Mandetta: ‘Bolsonaro tomou decisão consciente que colocou vidas em risco’
Em entrevista ao programa Roda Viva o ex-ministro da Saúde afirma que Bolsonaro fez uma 'opção política consciente' ao priorizar economia
Luiz Henrique Mandetta (DEM), ex-ministro da Saúde, afirmou na noite desta segunda-feira (12) ao Roda Viva que as falas do presidente Jair Bolsonaro (sem partido) minimizando a pandemia do novo coronavírus não são fruto de despreparo, e sim “decisão consciente” do governo. Segundo Mandetta, ainda em março o chefe do Executivo sabia que o país poderia chegar a 180 mil mortos — atualmente o Brasil tem mais de 150 mil óbitos pela covid-19.
“Não acho que seja despreparo, acho que foi uma decisão consciente, sabendo dos números, apostando num ponto futuro (…) Ele se abraçou na tese da economia, já para ter uma vacina para ele e falar: ‘a economia vai recuperar, fui eu que recuperei, não deixei’. Ele fez uma opção política consciente que colocava em risco a vida das pessoas. Isso foi consciente da parte dele, não tenha dúvidas”, disse o ex-ministro.
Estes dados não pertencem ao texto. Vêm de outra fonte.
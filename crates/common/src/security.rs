//! The Security Gate's pure checks: scheme validation and
//! literal-IP blocking. These run with no I/O so both `toolgate-fetch` and
//! `toolgate-gateway` apply identical rules, and so they're cheap to unit
//! test exhaustively. The DNS-resolution half of the gate (which needs an
//! async runtime) lives in `toolgate-fetch::security`.

use std::net::IpAddr;
use url::Url;

use crate::error::ErrorKind;

/// Parse and validate a base URL's scheme and, if the host is a literal IP,
/// its address range. Does not touch the network — a hostname that isn't a
/// literal IP is accepted here and must still be DNS-checked by the caller.
pub fn validate_scheme_and_literal(raw_url: &str, allow_insecure: bool) -> Result<Url, ErrorKind> {
    let url = Url::parse(raw_url).map_err(|_| ErrorKind::InvalidUrl)?;

    match url.scheme() {
        "https" => {}
        "http" if allow_insecure => {}
        _ => return Err(ErrorKind::InsecureScheme),
    }

    if url.host_str().is_none() {
        return Err(ErrorKind::InvalidUrl);
    }

    if let Some(host) = url.host_str() {
        if let Ok(ip) = host.parse::<IpAddr>() {
            if is_blocked_address(ip) {
                return Err(ErrorKind::InternalAddressBlocked);
            }
        }
    }

    Ok(url)
}

/// Whether `addr` falls in a loopback, private, or link-local range that
/// must never be reachable from discovery or execution egress, unless
/// the caller has explicitly allow-listed it.
pub fn is_blocked_address(addr: IpAddr) -> bool {
    match addr {
        IpAddr::V4(v4) => {
            v4.is_loopback()
                || v4.is_private()
                || v4.is_link_local()
                || v4.is_broadcast()
                || v4.is_unspecified()
                || is_carrier_grade_nat(v4)
        }
        IpAddr::V6(v6) => {
            v6.is_loopback()
                || v6.is_unspecified()
                || is_unique_local_v6(v6)
                || is_link_local_v6(v6)
                || v6.to_ipv4_mapped().is_some_and(is_blocked_v4_in_v6)
        }
    }
}

fn is_blocked_v4_in_v6(v4: std::net::Ipv4Addr) -> bool {
    v4.is_loopback() || v4.is_private() || v4.is_link_local() || v4.is_unspecified()
}

/// 100.64.0.0/10 — carrier-grade NAT space, not covered by `is_private`.
fn is_carrier_grade_nat(v4: std::net::Ipv4Addr) -> bool {
    let octets = v4.octets();
    octets[0] == 100 && (octets[1] & 0b1100_0000) == 0b0100_0000
}

/// fc00::/7 — unique local addresses.
fn is_unique_local_v6(v6: std::net::Ipv6Addr) -> bool {
    (v6.segments()[0] & 0xfe00) == 0xfc00
}

/// fe80::/10 — link-local addresses.
fn is_link_local_v6(v6: std::net::Ipv6Addr) -> bool {
    (v6.segments()[0] & 0xffc0) == 0xfe80
}

#[cfg(test)]
mod tests {
    use super::*;

    #[test]
    fn rejects_non_https_by_default() {
        assert_eq!(
            validate_scheme_and_literal("http://example.com", false),
            Err(ErrorKind::InsecureScheme)
        );
    }

    #[test]
    fn allows_http_when_flag_set() {
        assert!(validate_scheme_and_literal("http://example.com", true).is_ok());
    }

    #[test]
    fn rejects_malformed_url() {
        assert_eq!(
            validate_scheme_and_literal("not a url", false),
            Err(ErrorKind::InvalidUrl)
        );
    }

    #[test]
    fn blocks_literal_loopback() {
        assert_eq!(
            validate_scheme_and_literal("https://127.0.0.1/", false),
            Err(ErrorKind::InternalAddressBlocked)
        );
    }

    #[test]
    fn blocks_literal_private_range() {
        assert_eq!(
            validate_scheme_and_literal("https://10.0.0.5/", false),
            Err(ErrorKind::InternalAddressBlocked)
        );
        assert_eq!(
            validate_scheme_and_literal("https://192.168.1.1/", false),
            Err(ErrorKind::InternalAddressBlocked)
        );
    }

    #[test]
    fn blocks_carrier_grade_nat() {
        assert!(is_blocked_address("100.64.0.1".parse().unwrap()));
        assert!(!is_blocked_address("100.128.0.1".parse().unwrap()));
    }

    #[test]
    fn allows_public_address() {
        assert_eq!(
            validate_scheme_and_literal("https://api.github.com/", false),
            Ok(Url::parse("https://api.github.com/").unwrap())
        );
    }

    #[test]
    fn blocks_link_local_v6() {
        assert!(is_blocked_address("fe80::1".parse().unwrap()));
    }

    #[test]
    fn blocks_unique_local_v6() {
        assert!(is_blocked_address("fd00::1".parse().unwrap()));
    }
}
Mandetta declarou ter apresentado “cenários para todos os gostos” para Bolsonaro e outros ministros e que Bolsonaro escolheu no que acreditaria. Ainda, acrescentou que o protocolo para uso da hicroxicloroquina era “muito bem arquitetado para uso político”.
“Joga cloroquina, começa a chamar de vírus chinês, fala que a culpa é da China. Então não dá para falar da China, fala que é da OMS. Passou o Ministério da Saúde a ser o elemento de raiva, esse é o cara que traz a notícia ruim, fala o que não quero ouvir. Tanto que eles trocam o ministro e uma das primeiras coisas que o ministro militar chega e fala e que não vai mais dar números”, observou Mandetta.
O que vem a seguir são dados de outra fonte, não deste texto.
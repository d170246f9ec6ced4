use chrono::{DateTime, Utc};
use serde::{Deserialize, Serialize};

/// Health Service probe result.
#[derive(Clone, Debug, Serialize, Deserialize)]
pub struct HealthSnapshot {
    pub is_healthy: bool,
    pub last_checked: DateTime<Utc>,
    pub response_time_ms: u64,
    #[serde(default, skip_serializing_if = "Option::is_none")]
    pub error: Option<String>,
    #[serde(default, skip_serializing_if = "Option::is_none")]
    pub version: Option<String>,
    pub was_cached: bool,
}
Influência de Paulo Guedes
Mandetta declarou também que houve uma priorização na questão econômica em relação ao controle sanitário no gerenciamento da pandemia de coronavírus no Brasil. Ele declarou que o ministro da Economia, Paulo Guedes, pode ter influenciado as decisões do presidente Jair Bolsonaro (sem partido) sobre o tema.
“O presidente falou: ‘eu prefiro atender a economia porque acho que é mais importante que atender a saúde'”, lembrou.
Mandetta afirmou que se sentia incomodado com a criação de “falso dilema” entre saúde e economia, e que Paulo Guedes tinha o pensamento restrito aos “números” e apenas ao que ocorria dentro da Economia, e não em outras pastas.
O ex-ministro afirmou que no início da pandemia, com o fechamento de fábricas brasileiras com capacidade de produzir respiradores, a Saúde encontrou dificuldades em adquirir os aparelhos já que a China — diante de alta demanda interna e externa — também não fornecia mais os equipamentos.
“Eu precisava que entendessem o contexto da doença para somar esforços e falarmos: ‘quando tivermos todas as armas, aí vamos começar a falar da atividade econômica’. Mas era muito difícil. Ele [Guedes] olhava muito para si, muito para dentro de seu próprio ministério, e o grau de influência om o presidente… ele devia chegar no presidente e falar: ‘Esse ministro da Saúde vai parar o Brasil, o mundo vai acabar, vai ter desemprego, gente na rua, quebra quebra. Ele deve ter sido de grande influência para o presidente tomar aquelas atitudes”, disse Mandetta.
Política x Técnica
Mandetta declarou que tentou manter a questão política no mesmo peso da atuação técnica enquanto ministro. Ele alegou que para viabilizar qualquer uma das partes tem que ter “articulação política e conhecer Brasília”, mas que diante de determinações superiores, era obrigado a trocar o seu corpo técnico.
O ex-ministro afirmou que a relação com Bolsonaro foi se desgastando ao longo da pandemia “igual um casal”. Ele alega que em reuniões com todos os outros ministros, ele acenava positivamente para sugestões de Mandetta e, 48 horas depois, “fazia o contrário”.
“Ele tinha um entorno paralelo, não se pautava no Ministério da Saúde ou os ministros do campo militar. Ele se pautava pela internet, esse mundo virtual. Não era se eu iria sair: era quando eu iria sair”, completou o ex-ministro da saúde.